Last year, “Greenpoint 2016” was screened at the festival, showcasing the Newtown Creek heart of darkness and superfund contamination.
“Greenpoint 2017” is a part of the Greenpoint Film Festival’s Environmental Program. “Waterways of Hope,” directed by Robert DiMaio, is also featured in the Environmental Program, as it focuses on the individuals involved in environmental projects along Newtown Creek. Environmental shorts will be screened on Sunday and will include “Madagascar’s Scars,”
“Save Our Snowmen,” “Once Hamoun,” and “Bushwick Inlet Park.”
Experimental film feature “Soft Voice,” directed by Afshin Hashemi, is a powerful story of a transgender female who leaves the city and locks herself in a house in the woods. As people from her life comes to visit her, many times with their own agenda, she must strive to find her own voice before she can return home. It is certainly one of the standouts for the festival.
Another highlight is Willy Hartland’s “New York CIty Sketchbook,” where sketchbook drawings about New York comes to life. The short explores animation in a fresh and unique way examining the life of New Yorkers in daily exchanges such as the commute, social life and relationships.
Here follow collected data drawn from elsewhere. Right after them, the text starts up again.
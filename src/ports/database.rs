use futures::stream::BoxStream;
use thiserror::Error;

use crate::domain::grid::GridRow;

#[derive(Error, Debug)]
pub enum DatabaseError {
    #[error("Failed to connect to database")]
    ConnectionFailed,
    #[error("Database query failed")]
    QueryFailed,
}

/// The two queries a copy needs: one parameterized lookup and one plain scan.
#[async_trait::async_trait]
pub trait Database: Send {
    /// Runs `statement` with `param` bound to its single placeholder and returns
    /// the first column of the first row, if any row matched.
    async fn fetch_optional_text(
        &mut self,
        statement: &str,
        param: &str,
    ) -> error_stack::Result<Option<String>, DatabaseError>;

    /// Streams every row of an argument-free statement. Forward only; the stream
    /// cannot be restarted once consumed.
    fn fetch_rows<'a>(
        &'a mut self,
        statement: &'a str,
    ) -> BoxStream<'a, error_stack::Result<GridRow, DatabaseError>>;

    /// Releases the connection. Failures are logged, not returned.
    async fn close(self)
    where
        Self: Sized;
}
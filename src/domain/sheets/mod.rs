pub mod a1_notation;
pub mod column;
pub mod range_address;
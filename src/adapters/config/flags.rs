use clap::{ArgAction, Args, Parser};

use super::field::{Field, FieldValues};

/// Copy a MySQL table into a Google Sheets page, mirroring it or appending to it.
///
/// Every option can also come from request-style input (`--request` or
/// `$QUERY_STRING`), which wins over flags, or from environment variables, which
/// lose to them. Short flags win over long ones.
#[derive(Parser, Debug, Default)]
#[command(name = "table-into-gsheet", version, disable_help_flag = true)]
pub struct CliArgs {
    #[command(flatten)]
    pub short: ShortFlags,

    #[command(flatten)]
    pub long: LongFlags,

    /// Request-style input, e.g. `table=orders&page=Sheet1`. Defaults to $QUERY_STRING
    #[arg(long, value_name = "QUERY")]
    pub request: Option<String>,

    /// Print help
    #[arg(long, action = ArgAction::Help)]
    help: Option<bool>,
}

#[derive(Args, Debug, Default)]
pub struct ShortFlags {
    /// Spreadsheet id
    #[arg(short = 's', id = "short_sheet", value_name = "SHEET_ID")]
    pub sheet: Option<String>,
    /// Database hostname
    #[arg(short = 'h', id = "short_hostname", value_name = "HOST")]
    pub hostname: Option<String>,
    /// Database port, when not the server default
    #[arg(short = 'P', id = "short_port", value_name = "PORT")]
    pub port: Option<String>,
    /// Database name
    #[arg(short = 'd', id = "short_db", value_name = "DB")]
    pub db: Option<String>,
    /// Database user
    #[arg(short = 'u', id = "short_user", value_name = "USER")]
    pub user: Option<String>,
    /// Database password
    #[arg(short = 'p', id = "short_password", value_name = "PASSWORD")]
    pub password: Option<String>,
    /// Table to copy
    #[arg(short = 't', id = "short_table", value_name = "TABLE")]
    pub table: Option<String>,
    /// Page (tab) name in the spreadsheet
    #[arg(short = 'g', id = "short_page", value_name = "PAGE")]
    pub page: Option<String>,
    /// Upper bound of the append search range
    #[arg(short = 'm', id = "short_max_rows", value_name = "ROWS")]
    pub max_rows: Option<String>,
    /// Append rows instead of overwriting from A1
    #[arg(short = 'a', id = "short_append")]
    pub append: bool,
    /// Draw a dashed horizontal rule at this row index after writing
    #[arg(short = 'r', id = "short_rule_row", value_name = "ROW")]
    pub rule_row: Option<String>,
    /// First row index of the block the rule is drawn under
    #[arg(short = 'f', id = "short_first_row", value_name = "ROW")]
    pub first_row: Option<String>,
    /// Credentials JSON file
    #[arg(short = 'c', id = "short_credentials", value_name = "PATH")]
    pub credentials: Option<String>,
}

#[derive(Args, Debug, Default)]
pub struct LongFlags {
    #[arg(long = "sheet", value_name = "SHEET_ID")]
    pub sheet: Option<String>,
    #[arg(long = "hostname", value_name = "HOST")]
    pub hostname: Option<String>,
    #[arg(long = "port", value_name = "PORT")]
    pub port: Option<String>,
    #[arg(long = "db", value_name = "DB")]
    pub db: Option<String>,
    #[arg(long = "user", value_name = "USER")]
    pub user: Option<String>,
    #[arg(long = "password", value_name = "PASSWORD")]
    pub password: Option<String>,
    #[arg(long = "table", value_name = "TABLE")]
    pub table: Option<String>,
    #[arg(long = "page", value_name = "PAGE")]
    pub page: Option<String>,
    #[arg(long = "max-rows", value_name = "ROWS")]
    pub max_rows: Option<String>,
    #[arg(long = "append")]
    pub append: bool,
    #[arg(long = "rule-row", value_name = "ROW")]
    pub rule_row: Option<String>,
    #[arg(long = "first-row", value_name = "ROW")]
    pub first_row: Option<String>,
    #[arg(long = "credentials", value_name = "PATH")]
    pub credentials: Option<String>,
}

macro_rules! flag_values {
    ($flags:expr) => {{
        let flags = $flags;
        let mut values = FieldValues::default();
        values.insert_opt(Field::SheetId, flags.sheet);
        values.insert_opt(Field::Hostname, flags.hostname);
        values.insert_opt(Field::Port, flags.port);
        values.insert_opt(Field::Db, flags.db);
        values.insert_opt(Field::User, flags.user);
        values.insert_opt(Field::Password, flags.password);
        values.insert_opt(Field::Table, flags.table);
        values.insert_opt(Field::Page, flags.page);
        values.insert_opt(Field::MaxRows, flags.max_rows);
        values.insert_switch(Field::Append, flags.append);
        values.insert_opt(Field::RuleRow, flags.rule_row);
        values.insert_opt(Field::FirstRow, flags.first_row);
        values.insert_opt(Field::Credentials, flags.credentials);
        values
    }};
}

impl From<ShortFlags> for FieldValues {
    fn from(flags: ShortFlags) -> Self {
        flag_values!(flags)
    }
}

impl From<LongFlags> for FieldValues {
    fn from(flags: LongFlags) -> Self {
        flag_values!(flags)
    }
}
It may have taken about three years to make, but it is certainly worth it.
The curated program Artists on Artists will be screened on May 7. Featuring films such as “Jonathan Silver: Infidel in the Studio,” which explores the Brooklyn born sculptor known for emotionally charged operatic sculpture installations, and “Gummer Moyers Swoon,” which discusses the ability of public art to bring individuals and communities together.
This aligns with the Greenpoint Film Festival’s ongoing mission to show the imperative ties between art and the public, film organizers said.
For the full schedule, visit greenpointfilmfestival.com. The screenings will take place at the Wythe Hotel Screening Room, at 80 Wythe Avenue.